Sıranın her biri bir küme olabilir. Buna “alt küme” denir. Mesela, ikinci 1 ise A2(10110) şeklinde alt küme olabilir. İki kümenin çarpımı ve toplamı aynı sıradaki 0 ve 1 lerin çarpım veya toplamıdır. Buna göre kümeler arasında ilişki kurulabilir.
Matematikte ise sadece 1+1=/1 dir. 1+1=10 dir.
0*0=0 0*1=0 1*0=0 1*1=1
0+0=0 0+1=1 1+0=1 1+1=10
Kümelerin toplamı da buna göre yapılacaktır. Aynı sırada olan 1 veya 0 ların toplamı ile sağdan sola doğru 1 ler kayar.
Matematikte çarpma eşit kümelerin toplanmasıdır.
Matematikte üs alma eşit çarpanların çarpımıdır.
Çıkarma toplamanın tersidir.
Bölme çarpmanın tersidir.
Kök alma üs almanın tersidir.
Büyük sayı küçük sayıdan çıkarılmadığı için yeni sayı geliştirilmiştir. Bunlar eksi (-) sayılardır.
Küçük sayı büyük sayıya bölünemediği için yeni sayı geliştirilmiştir. Bunlar küsür sayıdır.
Eksi sayıların kökü alınamadığı için yeni sayı geliştirilmiştir. Bunlar sanal sayılardır. Bu sayılarla tam işlem yapılabilmektedir.
Bir sayının sıfıra bölümüne sonsuz denmektedir. &= n/0
Aşağıdaki değerler de belirsizdir:
0/0=? 0*&=?
&-&=? &/&=?
Bunun dışında gerçek sayıların yanında sanal sayılar da vardır. 0 sanal sayı ile gerçek sayılarda ortaktır. Sonsuz da ortaktır.

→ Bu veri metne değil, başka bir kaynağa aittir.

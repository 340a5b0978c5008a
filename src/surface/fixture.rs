//! JSON description of a document surface

use serde::{Deserialize, Serialize};

use super::document::{DocumentSurface, PageSpec};

fn default_zoom() -> f64 {
    1.0
}

/// Pages and zoom of a surface, as loaded from disk
#[derive(Debug, Clone, PartialEq, Serialize, Deserialize)]
#[serde(rename_all = "camelCase")]
pub struct SurfaceFixture {
    #[serde(default = "default_zoom")]
    pub zoom: f64,
    pub pages: Vec<PageSpec>,
    /// Pages to leave unloaded after building
    #[serde(default)]
    pub unloaded: Vec<u32>,
}

impl SurfaceFixture {
    pub fn from_json(json: &str) -> serde_json::Result<Self> {
        serde_json::from_str(json)
    }

    pub fn build(&self) -> DocumentSurface {
        let surface = DocumentSurface::new();
        for page in &self.pages {
            surface.add_page(page.clone());
        }
        if (self.zoom - 1.0).abs() > f64::EPSILON {
            surface.set_zoom(self.zoom);
        }
        for page in &self.unloaded {
            surface.unload_page(*page);
        }
        surface
    }
}

#[cfg(test)]
mod tests {
    use super::*;
    use crate::geometry::{Rect, TextLayoutProvider};

    #[test]
    fn test_build_from_json() {
        let fixture = SurfaceFixture::from_json(
            r#"{
                "zoom": 2.0,
                "pages": [
                    {"width": 400, "height": 500, "runs": [
                        {"text": "Alpha", "x": 10, "y": 20, "charWidth": 6, "height": 12}
                    ]},
                    {"width": 400, "height": 500}
                ],
                "unloaded": [2]
            }"#,
        )
        .unwrap();
        let surface = fixture.build();

        assert_eq!(surface.page_count(), 2);
        assert_eq!(surface.page_rect(1), Some(Rect::new(0.0, 0.0, 800.0, 1000.0)));
        assert!(!surface.is_page_rendered(2));
        assert_eq!(surface.page_text(1).as_deref(), Some("Alpha"));
    }

    #[test]
    fn test_rejects_missing_pages() {
        assert!(SurfaceFixture::from_json(r#"{"zoom": 1.0}"#).is_err());
    }
}
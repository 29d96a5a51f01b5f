// This Source Code Form is subject to the terms of the Mozilla Public
// License, v. 2.0. If a copy of the MPL was not distributed with this
// file, You can obtain one at https://mozilla.org/MPL/2.0/.

//! Single-part 2D geometry owned by a cell space.
//!
//! Multi-part input is exploded by the loader, so only three concrete shapes
//! exist plus `Empty`, which stands in for null or unsupported geometry and
//! is skipped by every consumer.

use geo::{BoundingRect, Centroid};
use serde::{Deserialize, Serialize};

/// A 2D position.
#[derive(Debug, Clone, Copy, PartialEq, Serialize, Deserialize)]
pub struct Coord {
    pub x: f64,
    pub y: f64,
}

impl Coord {
    pub fn new(x: f64, y: f64) -> Self {
        Self { x, y }
    }

    pub fn is_finite(&self) -> bool {
        self.x.is_finite() && self.y.is_finite()
    }
}

impl From<Coord> for geo::Coord<f64> {
    fn from(c: Coord) -> Self {
        geo::Coord { x: c.x, y: c.y }
    }
}

impl From<geo::Coord<f64>> for Coord {
    fn from(c: geo::Coord<f64>) -> Self {
        Coord::new(c.x, c.y)
    }
}

/// Axis-aligned bounding box.
#[derive(Debug, Clone, Copy, PartialEq)]
pub struct Bounds {
    pub min: Coord,
    pub max: Coord,
}

impl Bounds {
    pub fn width(&self) -> f64 {
        self.max.x - self.min.x
    }

    pub fn height(&self) -> f64 {
        self.max.y - self.min.y
    }

    /// Smallest box containing both.
    pub fn union(&self, other: &Bounds) -> Bounds {
        Bounds {
            min: Coord::new(self.min.x.min(other.min.x), self.min.y.min(other.min.y)),
            max: Coord::new(self.max.x.max(other.max.x), self.max.y.max(other.max.y)),
        }
    }

    /// Closed-interval overlap test; boxes that only share an edge intersect.
    pub fn intersects(&self, other: &Bounds) -> bool {
        self.min.x <= other.max.x
            && other.min.x <= self.max.x
            && self.min.y <= other.max.y
            && other.min.y <= self.max.y
    }
}

/// Geometry of a cell space.
#[derive(Debug, Clone, PartialEq, Serialize, Deserialize)]
pub enum Geometry {
    Point(Coord),
    LineString(Vec<Coord>),
    Polygon {
        exterior: Vec<Coord>,
        interiors: Vec<Vec<Coord>>,
    },
    /// Null or unsupported geometry.
    Empty,
}

impl Geometry {
    /// Polygon without holes.
    pub fn polygon(exterior: Vec<Coord>) -> Self {
        Geometry::Polygon {
            exterior,
            interiors: Vec::new(),
        }
    }

    /// Axis-aligned rectangle polygon, closed.
    pub fn rectangle(min_x: f64, min_y: f64, max_x: f64, max_y: f64) -> Self {
        Geometry::polygon(vec![
            Coord::new(min_x, min_y),
            Coord::new(max_x, min_y),
            Coord::new(max_x, max_y),
            Coord::new(min_x, max_y),
            Coord::new(min_x, min_y),
        ])
    }

    /// GeoJSON-style type name.
    pub fn type_name(&self) -> &'static str {
        match self {
            Geometry::Point(_) => "Point",
            Geometry::LineString(_) => "LineString",
            Geometry::Polygon { .. } => "Polygon",
            Geometry::Empty => "Empty",
        }
    }

    /// Every vertex, exterior first.
    pub fn coords(&self) -> Box<dyn Iterator<Item = &Coord> + '_> {
        match self {
            Geometry::Point(c) => Box::new(std::iter::once(c)),
            Geometry::LineString(cs) => Box::new(cs.iter()),
            Geometry::Polygon {
                exterior,
                interiors,
            } => Box::new(exterior.iter().chain(interiors.iter().flatten())),
            Geometry::Empty => Box::new(std::iter::empty()),
        }
    }

    /// True when the shape cannot take part in spatial predicates:
    /// too few positions for its kind, or non-finite coordinates. Rings
    /// are judged closed, so an open triangle is a valid polygon.
    pub fn is_degenerate(&self) -> bool {
        let too_few = match self {
            Geometry::Point(_) => false,
            Geometry::LineString(cs) => cs.len() < 2,
            Geometry::Polygon {
                exterior,
                interiors,
            } => {
                ring_is_degenerate(exterior) || interiors.iter().any(|r| ring_is_degenerate(r))
            }
            Geometry::Empty => true,
        };
        too_few || self.coords().any(|c| !c.is_finite())
    }

    pub fn bounds(&self) -> Option<Bounds> {
        let rect = self.to_geo()?.bounding_rect()?;
        Some(Bounds {
            min: rect.min().into(),
            max: rect.max().into(),
        })
    }

    /// Centroid of the shape; area-weighted for polygons.
    pub fn centroid(&self) -> Option<Coord> {
        let point = self.to_geo()?.centroid()?;
        Some(Coord::new(point.x(), point.y()))
    }

    /// Converts to a `geo` geometry. `Empty` has no counterpart.
    pub fn to_geo(&self) -> Option<geo::Geometry<f64>> {
        match self {
            Geometry::Point(c) => Some(geo::Geometry::Point(geo::Point::from(
                geo::Coord::from(*c),
            ))),
            Geometry::LineString(cs) => Some(geo::Geometry::LineString(ring(cs))),
            Geometry::Polygon {
                exterior,
                interiors,
            } => Some(geo::Geometry::Polygon(geo::Polygon::new(
                ring(exterior),
                interiors.iter().map(|r| ring(r)).collect(),
            ))),
            Geometry::Empty => None,
        }
    }
}

/// A ring needs three distinct positions once closed.
fn ring_is_degenerate(ring: &[Coord]) -> bool {
    let mut distinct: Vec<&Coord> = Vec::with_capacity(3);
    for c in ring {
        if !distinct.contains(&c) {
            distinct.push(c);
            if distinct.len() == 3 {
                return false;
            }
        }
    }
    true
}

fn ring(coords: &[Coord]) -> geo::LineString<f64> {
    coords.iter().map(|&c| geo::Coord::from(c)).collect()
}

Kâinat da gerçek ve sanal yerleri içerir. Ruh ve melek sanal mekânda, insan ve cin ise gerçek mekânda yaşar.
Kesir, eksi, sıfır ve sanal sayıları içeren matematik kendi kendine yeterlidir. Yani dışarıdan yeni bir varlık ithal etmeden ve dışarıya bir şey ihrac etmeden varlığını sürdürür ve düzenini korur. Kâinatta böyledir. Allah kâinatı kendi kendine yeterli olarak var etmiştir. Madde veya enerji ithal etmez veya ihraç etmez. Bunun fizikteki ifadesi, dünyada hiçbir şey yeniden varolmaz ve hiçbir şey de kaybolmaz. Madde ve enerji sakımı kanunu vardır. Ama nasıl biz matematiği beynimizde varediyorsak, Allah da kâinatı bundan on bin yıl önce yeniden varetmiştir. Yoktan varetmiştir.